Whether a test is normal or abnormal is perhaps the most important element of a laboratory test. Thus, if six laboratories participated, each could collect 20 samples to achieve the recommended samples, reducing the burden on each laboratory significantly. The requirements of the central laboratory are also described in detail, including the method of cross-check testing between the central laboratory of each country and the local laboratories before the RIs can be applied Another point of discussion is the confusion which arises from RIs and clinical decision limits CDLs.

However, as an alternative, indirect methods can be used for the pediatric group as recommended in the CA3 13cli An appraisal of statistical procedures used in derivation of reference intervals.

Reference intervals: current status, recent developments and future considerations

CLSI is a global nonprofit organization that promotes the development and use of oluntary consensus standards and guidelines within the health care community. The most widely-used partitioning method is that of Harris and Boyd, in which the means and standard deviations of the subgroups are considered as a separate different standard deviation that may produce different limits Reference intervals are the most widely used decision-making tool in laboratory medicine and serve as the basis for many of the interpretations of pathology results.


National Center for Biotechnology InformationU. The exclusion and partitioning criteria can be implemented cclsi through a cllsi questionnaire. Statistical considerations for harmonization of the global multicenter study on reference values. The other prerequsites of multicenter studies can be summarized as a priori selection of reference subjects i. However, data for statistical analysis are very different: The most significant step in this area has been taken by Adeli et al. Use of total patient data for indirect estimation of reference intervals for 40 clinical chemical analytes in Turkey.

As a result, many patients are advised, incorrectly, to discontinue their medications, causing their cholesterol levels to return to their original abnormal levels and putting them at increased risk for coronary heart disease.

Pathology ; Once RIs have been obtained from a multicenter study, the next step in the transference process and potential v28-a3 of an interval is validation of the proposed RI, which takes account of pre-analytical, analytical, and local population differences The Experts Paul S. Reporting the correct gestational age-specific reference values can also improve the sensitivity of the RIs as mentioned before in this review by stratification of age and gender.

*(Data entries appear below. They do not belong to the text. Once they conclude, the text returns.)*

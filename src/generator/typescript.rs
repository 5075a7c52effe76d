//! Built-in TypeScript client generator.
//!
//! Composed through the assembler: fetch boilerplate, one service class per
//! resource, then one interface per model.

use serde_json::Value as JsonValue;

use crate::config::Profile;
use crate::definition::{Definition, Operation, Parameter};
use crate::errors::GeneratorError;
use crate::generator::{CodeAssembler, Generator, LineBuffer, SubGenerator};

pub struct TypeScriptGenerator {
    assembler: CodeAssembler,
}

impl TypeScriptGenerator {
    pub fn new() -> Self {
        let assembler = CodeAssembler::new()
            .boilerplate(Box::new(TsBoilerplate))
            .service(Box::new(TsServices))
            .model(Box::new(TsModels));
        Self { assembler }
    }
}

impl Default for TypeScriptGenerator {
    fn default() -> Self {
        Self::new()
    }
}

impl Generator for TypeScriptGenerator {
    fn name(&self) -> &str {
        "typescript"
    }

    fn validate_profile(&self, profile: &Profile) -> Result<(), GeneratorError> {
        if let Some(output) = profile.output.as_deref() {
            let extension = output.rsplit('.').next().unwrap_or("");
            if !output.contains('.') || matches!(extension, "ts" | "tsx" | "mts") {
                return Ok(());
            }
            return Err(GeneratorError::new(format!(
                "typescript generator expects a .ts output path, got `{output}`"
            )));
        }
        Ok(())
    }

    fn generate(
        &self,
        definition: &Definition,
        profile: &Profile,
    ) -> Result<String, GeneratorError> {
        self.assembler.assemble(definition, profile)
    }
}

struct TsBoilerplate;

impl SubGenerator for TsBoilerplate {
    fn append(
        &self,
        definition: &Definition,
        profile: &Profile,
        out: &mut LineBuffer,
    ) -> Result<(), GeneratorError> {
        let info = &definition.info;
        let mut header = String::from("// ");
        if info.title.is_empty() {
            header.push_str("Generated API client");
        } else {
            header.push_str(&info.title);
        }
        if !info.version.is_empty() {
            header.push_str(" v");
            header.push_str(&info.version);
        }
        out.push(header);
        out.push("// Generated by specforge. Do not edit by hand.");
        out.blank();

        // The profile's options may override the document's base path.
        let base_path = profile
            .options
            .get("basePath")
            .and_then(JsonValue::as_str)
            .map(str::to_string)
            .or_else(|| info.base_path.clone())
            .unwrap_or_default();
        out.push(format!("const BASE_PATH = \"{base_path}\";"));
        out.blank();

        out.push("function buildQuery(params: Record<string, unknown>): string {");
        out.push("  const pairs = Object.entries(params).filter(([, v]) => v !== undefined && v !== null);");
        out.push("  if (pairs.length === 0) {");
        out.push("    return \"\";");
        out.push("  }");
        out.push("  const search = new URLSearchParams();");
        out.push("  for (const [key, value] of pairs) {");
        out.push("    search.append(key, String(value));");
        out.push("  }");
        out.push("  return `?${search.toString()}`;");
        out.push("}");
        out.blank();
        out.push("async function request<T>(method: string, path: string, body?: unknown): Promise<T> {");
        out.push("  const response = await fetch(`${BASE_PATH}${path}`, {");
        out.push("    method: method.toUpperCase(),");
        out.push("    headers: { \"Content-Type\": \"application/json\" },");
        out.push("    body: body === undefined ? undefined : JSON.stringify(body),");
        out.push("  });");
        out.push("  if (!response.ok) {");
        out.push("    throw new Error(`HTTP ${response.status} for ${method} ${path}`);");
        out.push("  }");
        out.push("  return response.json() as Promise<T>;");
        out.push("}");
        Ok(())
    }
}

struct TsServices;

impl SubGenerator for TsServices {
    fn append(
        &self,
        definition: &Definition,
        _profile: &Profile,
        out: &mut LineBuffer,
    ) -> Result<(), GeneratorError> {
        for resource in &definition.resources {
            out.blank();
            out.push(format!(
                "export class {}Service {{",
                pascal_case(&resource.name)
            ));
            for (index, operation) in resource.operations.iter().enumerate() {
                if index > 0 {
                    out.blank();
                }
                append_method(operation, out);
            }
            out.push("}");
        }
        Ok(())
    }
}

fn append_method(operation: &Operation, out: &mut LineBuffer) {
    if let Some(summary) = &operation.summary {
        out.push(format!("  /** {summary} */"));
    }

    let path_params: Vec<&Parameter> = operation
        .parameters
        .iter()
        .filter(|p| p.location == "path")
        .collect();
    let query_params: Vec<&Parameter> = operation
        .parameters
        .iter()
        .filter(|p| p.location == "query")
        .collect();
    let body_param = operation.parameters.iter().find(|p| p.location == "body");

    // Required arguments first so the signature stays legal TypeScript.
    let mut args: Vec<String> = Vec::new();
    for param in &path_params {
        args.push(format!("{}: {}", param.name, ts_type(&param.schema_type)));
    }
    for param in query_params.iter().filter(|p| p.required) {
        args.push(format!("{}: {}", param.name, ts_type(&param.schema_type)));
    }
    for param in query_params.iter().filter(|p| !p.required) {
        args.push(format!("{}?: {}", param.name, ts_type(&param.schema_type)));
    }
    if let Some(param) = body_param {
        args.push(format!("body?: {}", ts_type(&param.schema_type)));
    }

    let return_type = operation
        .response_model
        .as_deref()
        .map(ts_type)
        .unwrap_or_else(|| "any".to_string());
    out.push(format!(
        "  async {}({}): Promise<{}> {{",
        camel_case(&operation.id),
        args.join(", "),
        return_type
    ));

    // `/pets/{petId}` becomes the template literal `/pets/${petId}`.
    let path_expr = operation.path.replace('{', "${");
    let path_literal = if query_params.is_empty() {
        format!("`{path_expr}`")
    } else {
        let names: Vec<&str> = query_params.iter().map(|p| p.name.as_str()).collect();
        out.push(format!(
            "    const query = buildQuery({{ {} }});",
            names.join(", ")
        ));
        format!("`{path_expr}${{query}}`")
    };

    if body_param.is_some() {
        out.push(format!(
            "    return request(\"{}\", {}, body);",
            operation.method, path_literal
        ));
    } else {
        out.push(format!(
            "    return request(\"{}\", {});",
            operation.method, path_literal
        ));
    }
    out.push("  }");
}

struct TsModels;

impl SubGenerator for TsModels {
    fn append(
        &self,
        definition: &Definition,
        _profile: &Profile,
        out: &mut LineBuffer,
    ) -> Result<(), GeneratorError> {
        for (index, model) in definition.models.iter().enumerate() {
            if index > 0 {
                out.blank();
            }
            out.push(format!("export interface {} {{", model.name));
            for property in &model.properties {
                let ts = if property.schema_type == "array" {
                    let item = property.item_type.as_deref().unwrap_or("any");
                    format!("{}[]", ts_type(item))
                } else {
                    ts_type(&property.schema_type)
                };
                let optional = if property.required { "" } else { "?" };
                out.push(format!("  {}{}: {};", property.name, optional, ts));
            }
            out.push("}");
        }
        Ok(())
    }
}

/// Map a normalized schema type to a TypeScript type. Unknown names are
/// assumed to be model references and pass through unchanged.
fn ts_type(schema_type: &str) -> String {
    if let Some(inner) = schema_type.strip_suffix("[]") {
        return format!("{}[]", ts_type(inner));
    }
    match schema_type {
        "integer" | "number" | "float" | "double" => "number".to_string(),
        "string" => "string".to_string(),
        "boolean" => "boolean".to_string(),
        "object" | "" => "any".to_string(),
        other => other.to_string(),
    }
}

fn pascal_case(input: &str) -> String {
    input
        .split(|c: char| !c.is_alphanumeric())
        .filter(|word| !word.is_empty())
        .map(|word| {
            let mut chars = word.chars();
            match chars.next() {
                Some(first) => first.to_ascii_uppercase().to_string() + chars.as_str(),
                None => String::new(),
            }
        })
        .collect()
}

fn camel_case(input: &str) -> String {
    let pascal = pascal_case(input);
    let mut chars = pascal.chars();
    match chars.next() {
        Some(first) => first.to_ascii_lowercase().to_string() + chars.as_str(),
        None => String::new(),
    }
}

#[cfg(test)]
mod tests {
    use super::*;
    use crate::definition::{ApiInfo, Model, Property, Resource};
    use crate::generator::LINE_TERMINATOR;

    fn petstore_definition() -> Definition {
        Definition {
            info: ApiInfo {
                title: "Petstore".to_string(),
                version: "1.0.0".to_string(),
                description: None,
                base_path: Some("/v1".to_string()),
            },
            resources: vec![Resource {
                name: "pets".to_string(),
                operations: vec![
                    Operation {
                        id: "listPets".to_string(),
                        method: "get".to_string(),
                        path: "/pets".to_string(),
                        summary: Some("List all pets".to_string()),
                        parameters: vec![Parameter {
                            name: "limit".to_string(),
                            location: "query".to_string(),
                            required: false,
                            schema_type: "integer".to_string(),
                        }],
                        response_model: Some("Pet[]".to_string()),
                    },
                    Operation {
                        id: "showPetById".to_string(),
                        method: "get".to_string(),
                        path: "/pets/{petId}".to_string(),
                        summary: None,
                        parameters: vec![Parameter {
                            name: "petId".to_string(),
                            location: "path".to_string(),
                            required: true,
                            schema_type: "string".to_string(),
                        }],
                        response_model: Some("Pet".to_string()),
                    },
                ],
            }],
            models: vec![Model {
                name: "Pet".to_string(),
                properties: vec![
                    Property {
                        name: "id".to_string(),
                        schema_type: "integer".to_string(),
                        item_type: None,
                        required: true,
                    },
                    Property {
                        name: "name".to_string(),
                        schema_type: "string".to_string(),
                        item_type: None,
                        required: false,
                    },
                ],
            }],
        }
    }

    #[test]
    fn emits_services_then_models() {
        let generator = TypeScriptGenerator::new();
        let output = generator
            .generate(&petstore_definition(), &Profile::default())
            .unwrap();

        let service_at = output.find("export class PetsService {").unwrap();
        let model_at = output.find("export interface Pet {").unwrap();
        let boilerplate_at = output.find("async function request<T>").unwrap();
        assert!(boilerplate_at < service_at);
        assert!(service_at < model_at);
    }

    #[test]
    fn path_parameters_become_template_literals() {
        let generator = TypeScriptGenerator::new();
        let output = generator
            .generate(&petstore_definition(), &Profile::default())
            .unwrap();
        assert!(output.contains("async showPetById(petId: string): Promise<Pet> {"));
        assert!(output.contains("return request(\"get\", `/pets/${petId}`);"));
    }

    #[test]
    fn query_parameters_route_through_build_query() {
        let generator = TypeScriptGenerator::new();
        let output = generator
            .generate(&petstore_definition(), &Profile::default())
            .unwrap();
        assert!(output.contains("async listPets(limit?: number): Promise<Pet[]> {"));
        assert!(output.contains("const query = buildQuery({ limit });"));
        assert!(output.contains("return request(\"get\", `/pets${query}`);"));
    }

    #[test]
    fn models_map_to_interfaces() {
        let generator = TypeScriptGenerator::new();
        let output = generator
            .generate(&petstore_definition(), &Profile::default())
            .unwrap();
        let lines: Vec<&str> = output.split(LINE_TERMINATOR).collect();
        let start = lines
            .iter()
            .position(|l| *l == "export interface Pet {")
            .unwrap();
        assert_eq!(lines[start + 1], "  id: number;");
        assert_eq!(lines[start + 2], "  name?: string;");
        assert_eq!(lines[start + 3], "}");
    }

    #[test]
    fn base_path_option_overrides_document() {
        let mut profile = Profile::default();
        profile
            .options
            .insert("basePath".to_string(), serde_json::json!("https://api.test"));
        let generator = TypeScriptGenerator::new();
        let output = generator
            .generate(&petstore_definition(), &profile)
            .unwrap();
        assert!(output.contains("const BASE_PATH = \"https://api.test\";"));
    }

    #[test]
    fn validate_profile_rejects_foreign_extensions() {
        let generator = TypeScriptGenerator::new();
        let mut profile = Profile::default();
        profile.output = Some("client.cs".to_string());
        assert!(generator.validate_profile(&profile).is_err());

        profile.output = Some("client.ts".to_string());
        assert!(generator.validate_profile(&profile).is_ok());
    }

    #[test]
    fn case_helpers() {
        assert_eq!(pascal_case("pets"), "Pets");
        assert_eq!(pascal_case("store-orders"), "StoreOrders");
        assert_eq!(camel_case("list_pets"), "listPets");
        assert_eq!(camel_case("listPets"), "listPets");
    }
}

The two most recent papers published by the C-RIDL include this strategy for the alignment of test results for the derivation of RIs 18 Oxford University Press is a department of the University of Oxford. Skip to main content. Statistical treatment of collected reference values. This standard is not included in any packages.


At a more complex level, Bhattacharya analysis can be used to assess the proposed intervals Samples from healthy cpsi with concentrations spanning the reference interval should be tested. The next step in the transference process and potential adoption of an interval is validation of the proposed reference interval, which takes into account preanalytical, analytical, and population differences.

Author information Article notes Copyright and License information Disclaimer. Using the same protocol in each laboratory c2-8a3. EQA samples were measured at the same time and mimicked the similarities and differences in reference intervals among the 5 assays 8. As a result, the entire medical care system f28-a3 become more efficient.

However, the extent of biological variability induced by genetic variants is cllsi low and there is often a lack of knowledge of the genetic status of the reference individuals.

Ceriotti F, Henny J. The requirements for conducting the multicenter study, phase by phase, are described in a new protocol which recommends that a practically attainable target sample size from each country is set at a minimum ofwhich is more than double the previously recommended minimum in the CA3 ; male and female. The concept of reference values. Abstract Reliable and accurate reference intervals RIs for laboratory analyses are an integral part of the process of correct interpretation of clinical laboratory test results.